# Data for this task
-- -- --
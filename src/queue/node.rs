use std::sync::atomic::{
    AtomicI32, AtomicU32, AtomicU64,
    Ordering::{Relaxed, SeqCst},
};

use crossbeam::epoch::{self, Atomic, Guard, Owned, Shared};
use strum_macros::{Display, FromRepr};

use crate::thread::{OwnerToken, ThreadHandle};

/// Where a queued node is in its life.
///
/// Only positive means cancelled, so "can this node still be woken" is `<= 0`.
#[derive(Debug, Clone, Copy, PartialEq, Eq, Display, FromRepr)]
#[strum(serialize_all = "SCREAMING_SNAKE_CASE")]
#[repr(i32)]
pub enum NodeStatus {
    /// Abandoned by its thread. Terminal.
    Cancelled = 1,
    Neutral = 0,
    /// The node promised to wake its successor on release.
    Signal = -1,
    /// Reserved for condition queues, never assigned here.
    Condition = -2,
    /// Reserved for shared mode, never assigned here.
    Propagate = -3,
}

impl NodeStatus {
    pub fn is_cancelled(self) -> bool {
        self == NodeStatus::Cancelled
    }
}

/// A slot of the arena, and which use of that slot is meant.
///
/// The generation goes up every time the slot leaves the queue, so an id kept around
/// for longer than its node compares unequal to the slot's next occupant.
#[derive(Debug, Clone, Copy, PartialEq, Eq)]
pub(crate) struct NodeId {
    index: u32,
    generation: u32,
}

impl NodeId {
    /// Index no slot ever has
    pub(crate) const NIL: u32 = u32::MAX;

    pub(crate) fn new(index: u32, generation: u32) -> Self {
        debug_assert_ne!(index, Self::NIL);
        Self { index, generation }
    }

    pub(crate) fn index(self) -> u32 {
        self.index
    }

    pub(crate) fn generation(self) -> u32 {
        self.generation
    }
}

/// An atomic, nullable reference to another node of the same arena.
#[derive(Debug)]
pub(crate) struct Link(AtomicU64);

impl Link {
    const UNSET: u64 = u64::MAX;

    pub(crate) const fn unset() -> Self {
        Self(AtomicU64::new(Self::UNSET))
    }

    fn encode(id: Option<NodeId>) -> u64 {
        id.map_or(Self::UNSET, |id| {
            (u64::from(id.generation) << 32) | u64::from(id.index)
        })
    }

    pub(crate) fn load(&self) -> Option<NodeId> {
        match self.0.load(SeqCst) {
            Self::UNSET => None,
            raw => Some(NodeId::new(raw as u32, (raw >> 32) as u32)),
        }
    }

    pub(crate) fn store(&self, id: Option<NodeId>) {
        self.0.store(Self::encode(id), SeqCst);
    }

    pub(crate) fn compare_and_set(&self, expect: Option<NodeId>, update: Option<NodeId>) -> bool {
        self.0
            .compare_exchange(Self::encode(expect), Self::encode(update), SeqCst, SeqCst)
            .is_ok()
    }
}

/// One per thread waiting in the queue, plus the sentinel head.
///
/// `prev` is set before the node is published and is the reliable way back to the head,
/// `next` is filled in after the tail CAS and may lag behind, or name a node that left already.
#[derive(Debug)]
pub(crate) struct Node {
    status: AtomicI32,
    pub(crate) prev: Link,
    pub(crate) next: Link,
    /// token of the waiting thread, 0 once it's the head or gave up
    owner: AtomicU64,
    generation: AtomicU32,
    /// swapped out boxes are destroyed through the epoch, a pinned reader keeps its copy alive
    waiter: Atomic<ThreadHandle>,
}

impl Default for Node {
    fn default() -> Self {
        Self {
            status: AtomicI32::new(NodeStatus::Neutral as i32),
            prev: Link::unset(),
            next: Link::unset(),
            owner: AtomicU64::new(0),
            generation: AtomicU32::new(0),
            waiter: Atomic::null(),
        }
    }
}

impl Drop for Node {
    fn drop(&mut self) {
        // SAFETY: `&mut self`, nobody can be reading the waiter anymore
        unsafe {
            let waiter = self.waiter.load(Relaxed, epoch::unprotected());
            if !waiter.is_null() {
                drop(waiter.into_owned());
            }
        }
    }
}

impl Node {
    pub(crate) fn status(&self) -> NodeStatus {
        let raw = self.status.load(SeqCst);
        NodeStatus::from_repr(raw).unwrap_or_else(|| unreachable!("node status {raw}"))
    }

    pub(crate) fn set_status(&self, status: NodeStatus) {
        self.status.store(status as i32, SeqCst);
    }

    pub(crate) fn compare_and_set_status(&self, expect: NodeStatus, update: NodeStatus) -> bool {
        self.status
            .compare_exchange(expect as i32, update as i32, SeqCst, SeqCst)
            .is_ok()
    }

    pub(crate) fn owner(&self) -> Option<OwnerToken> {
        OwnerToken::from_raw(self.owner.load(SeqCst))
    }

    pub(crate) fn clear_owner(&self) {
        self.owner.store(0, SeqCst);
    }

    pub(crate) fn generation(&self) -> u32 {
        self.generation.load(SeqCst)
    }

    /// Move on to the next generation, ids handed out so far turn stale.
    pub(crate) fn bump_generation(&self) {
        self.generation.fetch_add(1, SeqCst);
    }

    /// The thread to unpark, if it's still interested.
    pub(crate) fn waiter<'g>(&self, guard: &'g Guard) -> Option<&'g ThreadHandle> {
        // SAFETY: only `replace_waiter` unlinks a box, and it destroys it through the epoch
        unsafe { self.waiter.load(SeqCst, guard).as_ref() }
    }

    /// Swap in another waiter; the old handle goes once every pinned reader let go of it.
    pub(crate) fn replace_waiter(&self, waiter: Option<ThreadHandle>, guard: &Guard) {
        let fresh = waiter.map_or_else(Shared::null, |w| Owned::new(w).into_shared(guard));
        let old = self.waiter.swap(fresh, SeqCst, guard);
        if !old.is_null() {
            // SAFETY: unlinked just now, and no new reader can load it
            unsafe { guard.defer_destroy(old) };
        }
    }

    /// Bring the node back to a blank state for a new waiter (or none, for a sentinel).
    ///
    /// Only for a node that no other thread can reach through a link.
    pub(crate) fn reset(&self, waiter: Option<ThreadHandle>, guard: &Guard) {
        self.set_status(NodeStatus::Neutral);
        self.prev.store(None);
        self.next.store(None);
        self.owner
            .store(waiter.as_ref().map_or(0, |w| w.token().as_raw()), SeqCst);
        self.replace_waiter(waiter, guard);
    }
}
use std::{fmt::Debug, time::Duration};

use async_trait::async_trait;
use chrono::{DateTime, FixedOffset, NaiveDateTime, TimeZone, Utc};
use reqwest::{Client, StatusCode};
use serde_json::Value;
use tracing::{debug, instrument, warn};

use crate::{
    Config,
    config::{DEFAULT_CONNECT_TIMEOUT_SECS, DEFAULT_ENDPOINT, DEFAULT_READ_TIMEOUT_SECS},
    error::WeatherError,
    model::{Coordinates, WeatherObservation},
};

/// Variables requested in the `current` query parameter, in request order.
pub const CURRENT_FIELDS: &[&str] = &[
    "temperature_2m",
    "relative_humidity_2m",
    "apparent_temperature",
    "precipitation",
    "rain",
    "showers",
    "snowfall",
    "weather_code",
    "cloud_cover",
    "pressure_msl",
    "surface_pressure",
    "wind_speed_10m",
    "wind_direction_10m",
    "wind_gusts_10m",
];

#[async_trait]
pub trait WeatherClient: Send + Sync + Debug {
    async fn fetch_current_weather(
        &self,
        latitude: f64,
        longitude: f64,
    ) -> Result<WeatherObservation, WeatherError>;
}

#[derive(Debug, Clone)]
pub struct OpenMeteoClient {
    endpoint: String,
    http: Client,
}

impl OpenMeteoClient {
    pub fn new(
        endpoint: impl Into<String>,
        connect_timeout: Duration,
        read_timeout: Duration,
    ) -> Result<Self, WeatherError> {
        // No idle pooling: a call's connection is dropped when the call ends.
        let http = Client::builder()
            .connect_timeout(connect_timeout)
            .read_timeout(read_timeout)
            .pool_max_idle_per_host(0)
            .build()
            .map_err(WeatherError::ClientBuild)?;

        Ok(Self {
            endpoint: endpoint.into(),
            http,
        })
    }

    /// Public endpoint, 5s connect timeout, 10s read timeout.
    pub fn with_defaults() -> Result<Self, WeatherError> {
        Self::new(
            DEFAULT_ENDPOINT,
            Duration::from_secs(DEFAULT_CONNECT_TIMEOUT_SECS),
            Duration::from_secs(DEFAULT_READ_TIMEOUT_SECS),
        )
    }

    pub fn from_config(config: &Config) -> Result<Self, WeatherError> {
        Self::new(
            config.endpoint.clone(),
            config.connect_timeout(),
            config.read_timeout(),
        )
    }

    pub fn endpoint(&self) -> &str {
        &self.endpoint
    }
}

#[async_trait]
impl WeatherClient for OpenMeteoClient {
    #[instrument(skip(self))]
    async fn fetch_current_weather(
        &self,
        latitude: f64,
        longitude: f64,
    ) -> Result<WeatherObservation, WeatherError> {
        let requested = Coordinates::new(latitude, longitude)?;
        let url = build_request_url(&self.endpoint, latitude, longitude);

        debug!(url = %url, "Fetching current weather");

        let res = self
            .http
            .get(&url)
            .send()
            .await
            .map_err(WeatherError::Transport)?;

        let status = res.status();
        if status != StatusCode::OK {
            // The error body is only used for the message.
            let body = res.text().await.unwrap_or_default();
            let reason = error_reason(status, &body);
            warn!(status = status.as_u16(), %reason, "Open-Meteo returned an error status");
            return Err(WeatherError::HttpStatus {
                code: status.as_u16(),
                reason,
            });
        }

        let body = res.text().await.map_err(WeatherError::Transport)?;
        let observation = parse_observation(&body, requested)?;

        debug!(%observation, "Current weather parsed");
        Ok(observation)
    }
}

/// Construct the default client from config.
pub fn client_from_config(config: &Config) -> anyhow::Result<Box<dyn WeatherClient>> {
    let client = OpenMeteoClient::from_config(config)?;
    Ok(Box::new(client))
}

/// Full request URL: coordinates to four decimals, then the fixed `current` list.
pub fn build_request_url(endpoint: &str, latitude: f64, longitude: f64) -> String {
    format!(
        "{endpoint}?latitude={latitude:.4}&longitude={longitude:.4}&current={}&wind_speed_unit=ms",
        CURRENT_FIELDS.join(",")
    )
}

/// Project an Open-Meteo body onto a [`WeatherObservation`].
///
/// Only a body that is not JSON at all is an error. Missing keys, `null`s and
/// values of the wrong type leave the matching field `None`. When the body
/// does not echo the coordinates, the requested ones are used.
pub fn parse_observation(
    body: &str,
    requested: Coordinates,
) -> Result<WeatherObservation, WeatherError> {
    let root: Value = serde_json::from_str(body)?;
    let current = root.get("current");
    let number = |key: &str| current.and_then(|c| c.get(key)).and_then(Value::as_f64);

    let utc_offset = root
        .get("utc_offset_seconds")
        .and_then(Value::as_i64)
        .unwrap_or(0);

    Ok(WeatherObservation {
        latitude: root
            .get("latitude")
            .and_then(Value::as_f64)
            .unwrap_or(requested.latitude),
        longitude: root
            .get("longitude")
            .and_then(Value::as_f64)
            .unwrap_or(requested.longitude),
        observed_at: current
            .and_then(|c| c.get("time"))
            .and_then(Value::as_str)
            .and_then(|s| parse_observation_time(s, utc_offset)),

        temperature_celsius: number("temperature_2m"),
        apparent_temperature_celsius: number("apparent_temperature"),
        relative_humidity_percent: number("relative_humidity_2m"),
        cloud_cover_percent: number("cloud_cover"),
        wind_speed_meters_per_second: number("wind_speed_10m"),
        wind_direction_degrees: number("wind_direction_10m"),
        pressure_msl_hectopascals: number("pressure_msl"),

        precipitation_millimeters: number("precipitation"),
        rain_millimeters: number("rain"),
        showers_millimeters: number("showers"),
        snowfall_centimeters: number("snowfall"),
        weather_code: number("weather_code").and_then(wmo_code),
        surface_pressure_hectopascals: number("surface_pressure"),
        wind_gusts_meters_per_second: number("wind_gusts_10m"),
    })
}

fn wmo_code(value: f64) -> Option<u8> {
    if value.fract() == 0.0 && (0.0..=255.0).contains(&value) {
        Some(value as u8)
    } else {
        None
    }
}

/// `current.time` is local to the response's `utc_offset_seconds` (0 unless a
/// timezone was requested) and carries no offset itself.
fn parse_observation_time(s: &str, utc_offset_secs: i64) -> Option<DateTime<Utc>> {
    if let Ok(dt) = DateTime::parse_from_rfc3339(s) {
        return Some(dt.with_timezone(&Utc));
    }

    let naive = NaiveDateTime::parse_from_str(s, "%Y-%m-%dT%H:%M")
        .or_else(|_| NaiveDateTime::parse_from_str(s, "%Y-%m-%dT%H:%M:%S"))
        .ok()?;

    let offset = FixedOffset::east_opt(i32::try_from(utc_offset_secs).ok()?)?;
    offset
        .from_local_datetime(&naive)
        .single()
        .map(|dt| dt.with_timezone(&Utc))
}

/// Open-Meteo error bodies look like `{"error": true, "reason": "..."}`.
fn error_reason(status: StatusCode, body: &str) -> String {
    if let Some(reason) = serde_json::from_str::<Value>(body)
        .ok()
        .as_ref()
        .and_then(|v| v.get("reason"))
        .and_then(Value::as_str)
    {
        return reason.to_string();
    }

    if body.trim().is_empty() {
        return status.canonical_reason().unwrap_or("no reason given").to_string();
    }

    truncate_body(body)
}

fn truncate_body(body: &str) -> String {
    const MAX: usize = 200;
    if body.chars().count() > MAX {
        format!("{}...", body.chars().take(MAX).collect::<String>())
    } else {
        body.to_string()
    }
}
-- -- --
# What is required
Search the material above for the string "update". Show every line that holds it.

# Answer to this problem
    pub(crate) fn compare_and_set(&self, expect: Option<NodeId>, update: Option<NodeId>) -> bool {
            .compare_exchange(Self::encode(expect), Self::encode(update), SeqCst, SeqCst)
    pub(crate) fn compare_and_set_status(&self, expect: NodeStatus, update: NodeStatus) -> bool {
            .compare_exchange(expect as i32, update as i32, SeqCst, SeqCst)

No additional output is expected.